→ **Exercise requirements**
Below are entries; copy exactly the lines from the one with "filename crates/arogya-app/src/main.rs" through the one with "fn load_config(path: &Path)", both included, and leave out the rest.

→ **Input data**
################

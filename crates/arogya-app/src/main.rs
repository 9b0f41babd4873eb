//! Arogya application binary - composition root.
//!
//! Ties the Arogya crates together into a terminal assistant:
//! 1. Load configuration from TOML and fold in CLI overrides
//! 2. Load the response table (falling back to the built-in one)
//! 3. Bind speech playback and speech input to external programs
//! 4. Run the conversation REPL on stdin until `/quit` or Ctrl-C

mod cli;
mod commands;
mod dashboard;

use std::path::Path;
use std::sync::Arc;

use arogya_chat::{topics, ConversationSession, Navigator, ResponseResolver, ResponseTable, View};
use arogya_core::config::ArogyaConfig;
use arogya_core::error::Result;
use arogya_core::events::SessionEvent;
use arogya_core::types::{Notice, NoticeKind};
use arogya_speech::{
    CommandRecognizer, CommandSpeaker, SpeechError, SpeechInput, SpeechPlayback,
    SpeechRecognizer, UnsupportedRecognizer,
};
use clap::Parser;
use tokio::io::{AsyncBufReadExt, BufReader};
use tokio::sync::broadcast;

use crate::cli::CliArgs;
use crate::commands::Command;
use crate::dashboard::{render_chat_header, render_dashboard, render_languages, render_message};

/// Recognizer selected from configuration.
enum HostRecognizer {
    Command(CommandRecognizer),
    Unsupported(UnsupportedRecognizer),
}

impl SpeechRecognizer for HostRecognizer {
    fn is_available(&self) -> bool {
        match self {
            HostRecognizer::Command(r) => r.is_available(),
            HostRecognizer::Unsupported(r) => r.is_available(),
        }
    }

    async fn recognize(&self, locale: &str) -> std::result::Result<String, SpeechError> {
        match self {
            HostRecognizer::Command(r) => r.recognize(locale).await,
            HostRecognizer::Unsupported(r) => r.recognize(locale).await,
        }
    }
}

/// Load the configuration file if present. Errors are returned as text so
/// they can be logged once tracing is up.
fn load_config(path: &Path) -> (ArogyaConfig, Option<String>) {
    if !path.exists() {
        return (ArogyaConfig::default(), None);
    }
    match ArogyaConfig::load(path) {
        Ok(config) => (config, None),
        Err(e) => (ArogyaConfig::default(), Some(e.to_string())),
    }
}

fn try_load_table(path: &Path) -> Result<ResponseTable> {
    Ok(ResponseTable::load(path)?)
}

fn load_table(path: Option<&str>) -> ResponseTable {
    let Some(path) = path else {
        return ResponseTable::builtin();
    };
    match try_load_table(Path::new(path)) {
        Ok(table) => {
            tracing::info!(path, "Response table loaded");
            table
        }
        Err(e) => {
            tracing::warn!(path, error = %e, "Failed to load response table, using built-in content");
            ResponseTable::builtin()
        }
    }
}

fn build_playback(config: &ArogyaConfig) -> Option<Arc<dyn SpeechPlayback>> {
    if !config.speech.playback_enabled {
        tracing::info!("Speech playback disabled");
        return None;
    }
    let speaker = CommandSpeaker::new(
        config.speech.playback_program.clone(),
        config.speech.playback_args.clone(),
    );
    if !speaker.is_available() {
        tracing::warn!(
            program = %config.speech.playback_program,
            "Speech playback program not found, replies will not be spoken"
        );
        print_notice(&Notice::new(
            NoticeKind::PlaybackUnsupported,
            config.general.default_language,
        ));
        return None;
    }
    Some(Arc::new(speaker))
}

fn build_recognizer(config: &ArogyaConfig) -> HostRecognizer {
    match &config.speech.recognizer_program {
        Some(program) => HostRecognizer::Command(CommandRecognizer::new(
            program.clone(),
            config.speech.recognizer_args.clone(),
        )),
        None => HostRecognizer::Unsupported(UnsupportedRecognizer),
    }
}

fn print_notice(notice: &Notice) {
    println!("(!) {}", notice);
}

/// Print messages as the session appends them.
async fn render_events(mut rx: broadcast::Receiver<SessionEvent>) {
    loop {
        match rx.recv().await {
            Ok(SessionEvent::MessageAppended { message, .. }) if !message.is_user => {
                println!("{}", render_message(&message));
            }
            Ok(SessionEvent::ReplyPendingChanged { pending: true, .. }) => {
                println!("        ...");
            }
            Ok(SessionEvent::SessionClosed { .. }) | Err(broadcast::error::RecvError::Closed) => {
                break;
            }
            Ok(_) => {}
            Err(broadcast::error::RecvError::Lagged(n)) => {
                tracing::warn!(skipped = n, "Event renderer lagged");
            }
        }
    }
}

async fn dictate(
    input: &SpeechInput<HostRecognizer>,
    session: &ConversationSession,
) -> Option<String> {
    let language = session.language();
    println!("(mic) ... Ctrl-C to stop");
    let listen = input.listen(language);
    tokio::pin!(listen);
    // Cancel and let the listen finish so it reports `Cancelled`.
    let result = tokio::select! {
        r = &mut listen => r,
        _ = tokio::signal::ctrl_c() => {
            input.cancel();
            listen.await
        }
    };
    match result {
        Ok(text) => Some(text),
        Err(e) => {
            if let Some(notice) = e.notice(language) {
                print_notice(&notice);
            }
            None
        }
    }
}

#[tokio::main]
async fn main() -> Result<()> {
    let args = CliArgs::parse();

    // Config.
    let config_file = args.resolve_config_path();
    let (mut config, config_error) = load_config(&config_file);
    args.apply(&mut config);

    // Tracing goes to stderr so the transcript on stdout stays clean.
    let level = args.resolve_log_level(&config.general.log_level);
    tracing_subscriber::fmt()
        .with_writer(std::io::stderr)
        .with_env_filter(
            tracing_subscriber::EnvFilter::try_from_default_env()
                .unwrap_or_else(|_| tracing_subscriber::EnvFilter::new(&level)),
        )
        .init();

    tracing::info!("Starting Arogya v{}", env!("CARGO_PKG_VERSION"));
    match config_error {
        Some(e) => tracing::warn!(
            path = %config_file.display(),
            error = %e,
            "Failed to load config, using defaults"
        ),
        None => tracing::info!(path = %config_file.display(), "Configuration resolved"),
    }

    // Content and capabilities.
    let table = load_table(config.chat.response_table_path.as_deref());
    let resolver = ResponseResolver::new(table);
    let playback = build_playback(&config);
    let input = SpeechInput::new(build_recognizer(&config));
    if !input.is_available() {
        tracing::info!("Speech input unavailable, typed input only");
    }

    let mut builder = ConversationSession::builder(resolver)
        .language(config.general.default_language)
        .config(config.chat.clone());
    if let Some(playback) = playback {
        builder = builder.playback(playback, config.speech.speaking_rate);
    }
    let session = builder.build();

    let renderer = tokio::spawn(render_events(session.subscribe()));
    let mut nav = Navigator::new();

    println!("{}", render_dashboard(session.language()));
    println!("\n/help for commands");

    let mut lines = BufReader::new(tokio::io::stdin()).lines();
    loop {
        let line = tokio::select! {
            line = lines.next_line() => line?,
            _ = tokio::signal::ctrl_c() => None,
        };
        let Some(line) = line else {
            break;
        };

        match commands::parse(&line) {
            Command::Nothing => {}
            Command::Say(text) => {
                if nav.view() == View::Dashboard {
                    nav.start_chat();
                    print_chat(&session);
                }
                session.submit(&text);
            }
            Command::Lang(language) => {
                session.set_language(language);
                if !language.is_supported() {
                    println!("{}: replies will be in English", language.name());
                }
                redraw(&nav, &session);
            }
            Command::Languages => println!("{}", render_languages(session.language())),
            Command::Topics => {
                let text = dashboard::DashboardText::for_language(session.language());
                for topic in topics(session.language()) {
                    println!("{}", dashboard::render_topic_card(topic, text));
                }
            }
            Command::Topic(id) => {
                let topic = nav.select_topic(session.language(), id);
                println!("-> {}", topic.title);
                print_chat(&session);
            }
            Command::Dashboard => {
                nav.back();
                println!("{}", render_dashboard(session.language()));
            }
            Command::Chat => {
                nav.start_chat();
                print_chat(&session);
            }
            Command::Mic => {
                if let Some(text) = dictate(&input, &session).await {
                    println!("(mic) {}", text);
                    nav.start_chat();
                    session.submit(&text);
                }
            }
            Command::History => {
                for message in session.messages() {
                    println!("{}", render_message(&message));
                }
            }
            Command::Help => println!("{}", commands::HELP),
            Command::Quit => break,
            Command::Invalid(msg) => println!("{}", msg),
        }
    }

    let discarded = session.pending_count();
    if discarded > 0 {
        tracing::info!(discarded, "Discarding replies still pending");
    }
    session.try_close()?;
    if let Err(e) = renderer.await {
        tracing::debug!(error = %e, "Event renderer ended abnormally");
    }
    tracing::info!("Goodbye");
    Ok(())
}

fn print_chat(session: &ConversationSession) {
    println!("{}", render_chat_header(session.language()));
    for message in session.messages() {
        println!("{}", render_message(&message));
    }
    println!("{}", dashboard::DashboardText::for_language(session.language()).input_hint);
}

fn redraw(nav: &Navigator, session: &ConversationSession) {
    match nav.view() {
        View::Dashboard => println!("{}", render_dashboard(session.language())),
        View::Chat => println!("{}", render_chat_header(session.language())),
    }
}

################

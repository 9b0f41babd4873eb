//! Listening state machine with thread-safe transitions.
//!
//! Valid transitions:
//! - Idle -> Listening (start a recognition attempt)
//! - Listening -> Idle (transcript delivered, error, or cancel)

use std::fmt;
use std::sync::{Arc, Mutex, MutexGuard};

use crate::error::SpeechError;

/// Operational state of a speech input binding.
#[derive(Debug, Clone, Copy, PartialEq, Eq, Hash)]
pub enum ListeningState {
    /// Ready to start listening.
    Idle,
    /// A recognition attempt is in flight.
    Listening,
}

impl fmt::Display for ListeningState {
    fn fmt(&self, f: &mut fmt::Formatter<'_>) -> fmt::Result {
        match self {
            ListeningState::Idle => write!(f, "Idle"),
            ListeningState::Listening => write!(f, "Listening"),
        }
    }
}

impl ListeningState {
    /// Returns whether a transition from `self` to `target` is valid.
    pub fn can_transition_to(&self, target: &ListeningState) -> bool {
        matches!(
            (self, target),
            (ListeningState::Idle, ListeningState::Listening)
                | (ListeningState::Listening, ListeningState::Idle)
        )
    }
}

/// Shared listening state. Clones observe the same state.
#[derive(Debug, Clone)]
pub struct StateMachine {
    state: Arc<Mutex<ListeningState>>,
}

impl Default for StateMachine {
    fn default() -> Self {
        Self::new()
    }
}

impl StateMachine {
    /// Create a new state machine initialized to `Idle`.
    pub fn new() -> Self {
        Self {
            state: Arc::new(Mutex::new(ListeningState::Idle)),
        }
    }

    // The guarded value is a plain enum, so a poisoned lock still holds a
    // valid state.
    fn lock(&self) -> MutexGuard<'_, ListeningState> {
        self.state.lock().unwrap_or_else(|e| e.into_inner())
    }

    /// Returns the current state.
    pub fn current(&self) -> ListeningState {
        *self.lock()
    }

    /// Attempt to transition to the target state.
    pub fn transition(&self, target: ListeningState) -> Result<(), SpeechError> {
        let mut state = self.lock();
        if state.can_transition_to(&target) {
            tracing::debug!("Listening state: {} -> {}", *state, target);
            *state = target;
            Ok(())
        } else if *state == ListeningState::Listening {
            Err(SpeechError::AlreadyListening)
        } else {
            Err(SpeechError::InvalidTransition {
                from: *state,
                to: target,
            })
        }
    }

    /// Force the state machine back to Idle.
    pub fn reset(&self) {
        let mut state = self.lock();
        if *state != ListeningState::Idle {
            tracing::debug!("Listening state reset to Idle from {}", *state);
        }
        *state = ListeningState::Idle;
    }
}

################

→ **Solution**
filename crates/arogya-app/src/main.rs
repository 9b0f41babd4873eb
//! Arogya application binary - composition root.
//!
//! Ties the Arogya crates together into a terminal assistant:
//! 1. Load configuration from TOML and fold in CLI overrides
//! 2. Load the response table (falling back to the built-in one)
//! 3. Bind speech playback and speech input to external programs
//! 4. Run the conversation REPL on stdin until `/quit` or Ctrl-C

mod cli;
mod commands;
mod dashboard;

use std::path::Path;
use std::sync::Arc;

use arogya_chat::{topics, ConversationSession, Navigator, ResponseResolver, ResponseTable, View};
use arogya_core::config::ArogyaConfig;
use arogya_core::error::Result;
use arogya_core::events::SessionEvent;
use arogya_core::types::{Notice, NoticeKind};
use arogya_speech::{
    CommandRecognizer, CommandSpeaker, SpeechError, SpeechInput, SpeechPlayback,
    SpeechRecognizer, UnsupportedRecognizer,
};
use clap::Parser;
use tokio::io::{AsyncBufReadExt, BufReader};
use tokio::sync::broadcast;

use crate::cli::CliArgs;
use crate::commands::Command;
use crate::dashboard::{render_chat_header, render_dashboard, render_languages, render_message};

/// Recognizer selected from configuration.
enum HostRecognizer {
    Command(CommandRecognizer),
    Unsupported(UnsupportedRecognizer),
}

impl SpeechRecognizer for HostRecognizer {
    fn is_available(&self) -> bool {
        match self {
            HostRecognizer::Command(r) => r.is_available(),
            HostRecognizer::Unsupported(r) => r.is_available(),
        }
    }

    async fn recognize(&self, locale: &str) -> std::result::Result<String, SpeechError> {
        match self {
            HostRecognizer::Command(r) => r.recognize(locale).await,
            HostRecognizer::Unsupported(r) => r.recognize(locale).await,
        }
    }
}

/// Load the configuration file if present. Errors are returned as text so
/// they can be logged once tracing is up.
fn load_config(path: &Path) -> (ArogyaConfig, Option<String>) {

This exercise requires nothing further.